Plasma Metabolomics Implicates Modified Transfer RNAs and Altered Bioenergetics in the Outcomes of Pulmonary Arterial Hypertension.

Circulation

From the Department of Medicine, Imperial College London, Hammersmith Campus, United Kingdom (C.J.R., P.G., J.W., K.C.R.-A., G.W., M.R.W.); Department of Medicine, University of Cambridge School of Clinical Medicine, United Kingdom (C.H., M.B., M.H., M.R.T., S.G., N.W.M.); Cardiology Department, Royal Free Hospital, London, United Kingdom (G.C.); Institute of Cellular Medicine, Newcastle University and the Newcastle Upon Tyne Hospitals NHS Foundation Trust, United Kingdom (P.A.C.); National Pulmonary Hypertension Service, Imperial College Healthcare NHS Trust, Hammersmith Hospital, London, United Kingdom (L.S.H., J.S.R.G.); National Heart and Lung Institute, Imperial College London, Hammersmith Campus, United Kingdom (L.S.H., J.S.R.G.); Sheffield Pulmonary Vascular Disease Unit, Royal Hallamshire Hospital, United Kingdom (D.G.K.); Department of Infection, Immunity & Cardiovascular Disease, University of Sheffield, United Kingdom (D.G.K., A.L.); Scottish Pulmonary Vascular Unit, Golden Jubilee National Hospital, Glasgow, United Kingdom (A.J.P.); Pulmonary Vascular Disease Unit, Papworth Hospital, Cambridge, United Kingdom (J.P.Z., M.R.T.); Pulmonary Hypertension Service, Royal Brompton Hospital, London, United Kingdom (S.J.W.); and Department of Haematology, University of Cambridge, United Kingdom (S.G.).

Published: January 2017

Background: Pulmonary arterial hypertension (PAH) is a heterogeneous disorder with high mortality.

Methods: We conducted a comprehensive study of plasma metabolites using ultraperformance liquid chromatography mass spectrometry to identify patients at high risk of early death, to identify patients who respond well to treatment, and to provide novel molecular insights into disease pathogenesis.
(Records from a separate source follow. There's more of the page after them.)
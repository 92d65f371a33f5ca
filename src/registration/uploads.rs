use bytes::Bytes;

use crate::error::{AppError, AppResult};

pub const CV_MAX_BYTES: usize = 10 * 1024 * 1024;
pub const PICTURE_MAX_BYTES: usize = 5 * 1024 * 1024;

pub const CV_EXTENSIONS: &[&str] = &["pdf", "doc", "docx"];
pub const PICTURE_EXTENSIONS: &[&str] = &["jpg", "jpeg", "png", "gif", "webp"];

const PDF_MAGIC: &[u8] = b"%PDF-";
const OLE2_MAGIC: &[u8] = &[0xD0, 0xCF, 0x11, 0xE0, 0xA1, 0xB1, 0x1A, 0xE1];
const ZIP_MAGIC: &[u8] = b"PK\x03\x04";

/// A file received from a client.
#[derive(Debug, Clone)]
pub struct Upload {
    pub filename: String,
    pub content_type: String,
    pub body: Bytes,
}

/// Lower-cased extension, if any.
pub fn extension(filename: &str) -> Option<String> {
    let (stem, ext) = filename.rsplit_once('.')?;
    if stem.is_empty() || ext.is_empty() {
        return None;
    }
    Some(ext.to_ascii_lowercase())
}

fn checked_extension(upload: &Upload, allowed: &[&str], what: &str) -> AppResult<String> {
    match extension(&upload.filename) {
        Some(ext) if allowed.contains(&ext.as_str()) => Ok(ext),
        _ => Err(AppError::InvalidInput(format!(
            "Invalid {} file format. Allowed: {}",
            what,
            allowed.join(", ")
        ))),
    }
}

fn check_size(upload: &Upload, max: usize, what: &str) -> AppResult<()> {
    if upload.body.len() > max {
        return Err(AppError::PayloadTooLarge(format!(
            "{} exceeds the {} MB limit",
            what,
            max / (1024 * 1024)
        )));
    }
    if upload.body.is_empty() {
        return Err(AppError::InvalidInput(format!("{} is empty", what)));
    }
    Ok(())
}

/// Checks a CV upload and returns its normalized extension.
pub fn validate_cv(upload: &Upload) -> AppResult<String> {
    check_size(upload, CV_MAX_BYTES, "CV")?;
    let ext = checked_extension(upload, CV_EXTENSIONS, "CV")?;

    let (expected_ct, magic) = match ext.as_str() {
        "pdf" => ("application/pdf", PDF_MAGIC),
        "doc" => ("application/msword", OLE2_MAGIC),
        _ => (
            "application/vnd.openxmlformats-officedocument.wordprocessingml.document",
            ZIP_MAGIC,
        ),
    };
    let ct = upload.content_type.split(';').next().unwrap_or("").trim();
    let ct_ok = ct == expected_ct || ct == "application/octet-stream";
    if !ct_ok || !upload.body.starts_with(magic) {
        return Err(AppError::InvalidInput(
            "The uploaded file is not a valid CV document".into(),
        ));
    }
    Ok(ext)
}

/// Checks a profile picture upload and returns its normalized extension.
pub fn validate_picture(upload: &Upload) -> AppResult<String> {
    check_size(upload, PICTURE_MAX_BYTES, "Profile picture")?;
    let ext = checked_extension(upload, PICTURE_EXTENSIONS, "picture")?;
    let b = &upload.body[..];
    let looks_right = match ext.as_str() {
        "jpg" | "jpeg" => b.starts_with(&[0xFF, 0xD8, 0xFF]),
        "png" => b.starts_with(&[0x89, b'P', b'N', b'G']),
        "gif" => b.starts_with(b"GIF8"),
        _ => b.len() >= 12 && &b[..4] == b"RIFF" && &b[8..12] == b"WEBP",
    };
    if !looks_right {
        return Err(AppError::InvalidInput(
            "The uploaded picture does not match its extension".into(),
        ));
    }
    Ok(ext)
}

#[cfg(test)]
mod tests {
    use super::*;

    fn upload(name: &str, ct: &str, body: &[u8]) -> Upload {
        Upload {
            filename: name.into(),
            content_type: ct.into(),
            body: Bytes::copy_from_slice(body),
        }
    }

    #[test]
    fn extension_parsing() {
        assert_eq!(extension("cv.PDF").as_deref(), Some("pdf"));
        assert_eq!(extension("archive.tar.gz").as_deref(), Some("gz"));
        assert_eq!(extension("noext"), None);
        assert_eq!(extension(".pdf"), None);
    }

    #[test]
    fn accepts_real_documents() {
        assert_eq!(
            validate_cv(&upload("cv.pdf", "application/pdf", b"%PDF-1.7 ...")).unwrap(),
            "pdf"
        );
        assert_eq!(
            validate_cv(&upload(
                "cv.docx",
                "application/vnd.openxmlformats-officedocument.wordprocessingml.document",
                b"PK\x03\x04rest"
            ))
            .unwrap(),
            "docx"
        );
        let mut doc = OLE2_MAGIC.to_vec();
        doc.extend_from_slice(b"body");
        assert_eq!(
            validate_cv(&upload("cv.doc", "application/msword", &doc)).unwrap(),
            "doc"
        );
    }

    #[test]
    fn rejects_disguised_or_wrong_types() {
        assert!(matches!(
            validate_cv(&upload("cv.pdf", "application/pdf", b"MZ\x90\x00")),
            Err(AppError::InvalidInput(_))
        ));
        assert!(matches!(
            validate_cv(&upload("cv.pdf", "image/png", b"%PDF-1.7")),
            Err(AppError::InvalidInput(_))
        ));
        assert!(matches!(
            validate_cv(&upload("cv.exe", "application/pdf", b"%PDF-1.7")),
            Err(AppError::InvalidInput(_))
        ));
    }

    #[test]
    fn enforces_size_ceilings() {
        let mut big = b"%PDF-".to_vec();
        big.resize(CV_MAX_BYTES + 1, 0);
        assert!(matches!(
            validate_cv(&upload("cv.pdf", "application/pdf", &big)),
            Err(AppError::PayloadTooLarge(_))
        ));

        let mut pic = vec![0xFF, 0xD8, 0xFF];
        pic.resize(PICTURE_MAX_BYTES + 1, 0);
        assert!(matches!(
            validate_picture(&upload("me.jpg", "image/jpeg", &pic)),
            Err(AppError::PayloadTooLarge(_))
        ));
    }

    #[test]
    fn pictures_checked_against_extension() {
        assert_eq!(
            validate_picture(&upload("me.PNG", "image/png", b"\x89PNG\r\n")).unwrap(),
            "png"
        );
        assert_eq!(
            validate_picture(&upload("me.webp", "image/webp", b"RIFF\0\0\0\0WEBPVP8 ")).unwrap(),
            "webp"
        );
        assert!(validate_picture(&upload("me.bmp", "image/bmp", b"BM")).is_err());
        assert!(validate_picture(&upload("me.gif", "image/gif", b"\x89PNG")).is_err());
    }
}
use axum::{
    extract::{DefaultBodyLimit, Multipart, State},
    http::StatusCode,
    routing::post,
    Json, Router,
};
use tracing::instrument;

use crate::{
    error::{AppError, AppResult},
    forms::FormData,
    registration::{
        dto::{CodeRequest, EmailRequest, ResendResponse, VerifyCodeResponse},
        services::{CandidateInput, CompanyInput, PendingSummary, ResendOutcome},
        uploads::{CV_MAX_BYTES, PICTURE_MAX_BYTES},
    },
    state::AppState,
    users::projection::{project, UserView, ViewScope},
};

pub fn begin_routes() -> Router<AppState> {
    Router::new()
        .route("/register/candidate", post(begin_candidate))
        .route("/register/company", post(begin_company))
        // room for both files plus form fields; per-file ceilings are checked later
        .layer(DefaultBodyLimit::max(CV_MAX_BYTES + PICTURE_MAX_BYTES + 1024 * 1024))
}

pub fn code_routes() -> Router<AppState> {
    Router::new()
        .route("/register/resend-code", post(resend_code))
        .route("/register/verify-code", post(verify_code))
        .route("/register/candidate/complete", post(complete_candidate))
        .route("/register/company/complete", post(complete_company))
}

#[instrument(skip(state, mp))]
pub async fn begin_candidate(
    State(state): State<AppState>,
    mp: Multipart,
) -> AppResult<(StatusCode, Json<PendingSummary>)> {
    let mut form = FormData::read(mp).await?;
    let input = CandidateInput {
        email: form.required("email")?,
        password: form.raw("password")?,
        name: form.required("name")?,
        surname: form.required("surname")?,
        gender: form
            .parsed("gender")?
            .ok_or_else(|| AppError::InvalidInput("gender is required".into()))?,
        birth_date: form
            .date("birth_date")?
            .ok_or_else(|| AppError::InvalidInput("birth_date is required".into()))?,
    };
    let cv = form
        .take_file("cv_file")
        .ok_or_else(|| AppError::InvalidInput("cv_file is required".into()))?;
    let picture = form.take_file("profile_picture");

    let summary = state
        .registration
        .begin_candidate_registration(input, cv, picture)
        .await?;
    Ok((StatusCode::ACCEPTED, Json(summary)))
}

#[instrument(skip(state, mp))]
pub async fn begin_company(
    State(state): State<AppState>,
    mp: Multipart,
) -> AppResult<(StatusCode, Json<PendingSummary>)> {
    let mut form = FormData::read(mp).await?;
    let input = CompanyInput {
        email: form.required("email")?,
        password: form.raw("password")?,
        name: form.required("name")?,
        description: form.required("description")?,
    };
    let picture = form.take_file("profile_picture");

    let summary = state
        .registration
        .begin_company_registration(input, picture)
        .await?;
    Ok((StatusCode::ACCEPTED, Json(summary)))
}

#[instrument(skip(state, payload))]
pub async fn resend_code(
    State(state): State<AppState>,
    Json(payload): Json<EmailRequest>,
) -> AppResult<(StatusCode, Json<ResendResponse>)> {
    match state.registration.resend_code(&payload.email).await? {
        ResendOutcome::Sent => Ok((
            StatusCode::OK,
            Json(ResendResponse {
                message: "A new verification code has been sent".into(),
                seconds_remaining: None,
            }),
        )),
        ResendOutcome::CoolingDown { seconds_remaining } => Ok((
            StatusCode::TOO_MANY_REQUESTS,
            Json(ResendResponse {
                message: format!(
                    "Please wait {} seconds before requesting a new code",
                    seconds_remaining
                ),
                seconds_remaining: Some(seconds_remaining),
            }),
        )),
    }
}

#[instrument(skip(state, payload))]
pub async fn verify_code(
    State(state): State<AppState>,
    Json(payload): Json<CodeRequest>,
) -> AppResult<Json<VerifyCodeResponse>> {
    let valid = state
        .registration
        .verify_code(&payload.email, &payload.code)
        .await?;
    let message = if valid {
        "Verification code is valid".to_string()
    } else {
        "Invalid or expired verification code".to_string()
    };
    Ok(Json(VerifyCodeResponse {
        valid,
        message,
        remaining_attempts: state.registration.remaining_attempts(&payload.email),
    }))
}

#[instrument(skip(state, payload))]
pub async fn complete_candidate(
    State(state): State<AppState>,
    Json(payload): Json<CodeRequest>,
) -> AppResult<(StatusCode, Json<UserView>)> {
    let user = state
        .registration
        .complete_candidate_registration(&payload.email, &payload.code)
        .await?;
    Ok((StatusCode::CREATED, Json(project(ViewScope::Full, &user))))
}

#[instrument(skip(state, payload))]
pub async fn complete_company(
    State(state): State<AppState>,
    Json(payload): Json<CodeRequest>,
) -> AppResult<(StatusCode, Json<UserView>)> {
    let user = state
        .registration
        .complete_company_registration(&payload.email, &payload.code)
        .await?;
    Ok((StatusCode::CREATED, Json(project(ViewScope::Full, &user))))
}
fn pending_summary(email: String) -> PendingSummary {
    PendingSummary {
        message: "Registration started. Check your email for the verification code.".into(),
        email,
        expires_in_minutes: REGISTRATION_TTL.whole_minutes(),
    }
}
Results: Fifty-three circulating metabolites distinguished well-phenotyped patients with idiopathic or heritable PAH (n=365) from healthy control subjects (n=121) after correction for multiple testing (P<7.3e-5) and confounding factors, including drug therapy, and renal and hepatic impairment. A subset of 20 of 53 metabolites also discriminated patients with PAH from disease control subjects (symptomatic patients without pulmonary hypertension, n=139). Sixty-two metabolites were prognostic in PAH, with 36 of 62 independent of established prognostic markers. Increased levels of tRNA-specific modified nucleosides (N2,N2-dimethylguanosine, N1-methylinosine), tricarboxylic acid cycle intermediates (malate, fumarate), glutamate, fatty acid acylcarnitines, tryptophan, and polyamine metabolites and decreased levels of steroids, sphingomyelins, and phosphatidylcholines distinguished patients from control subjects. The largest differences correlated with increased risk of death, and correction of several metabolites over time was associated with a better outcome. Patients who responded to calcium channel blocker therapy had metabolic profiles similar to those of healthy control subjects.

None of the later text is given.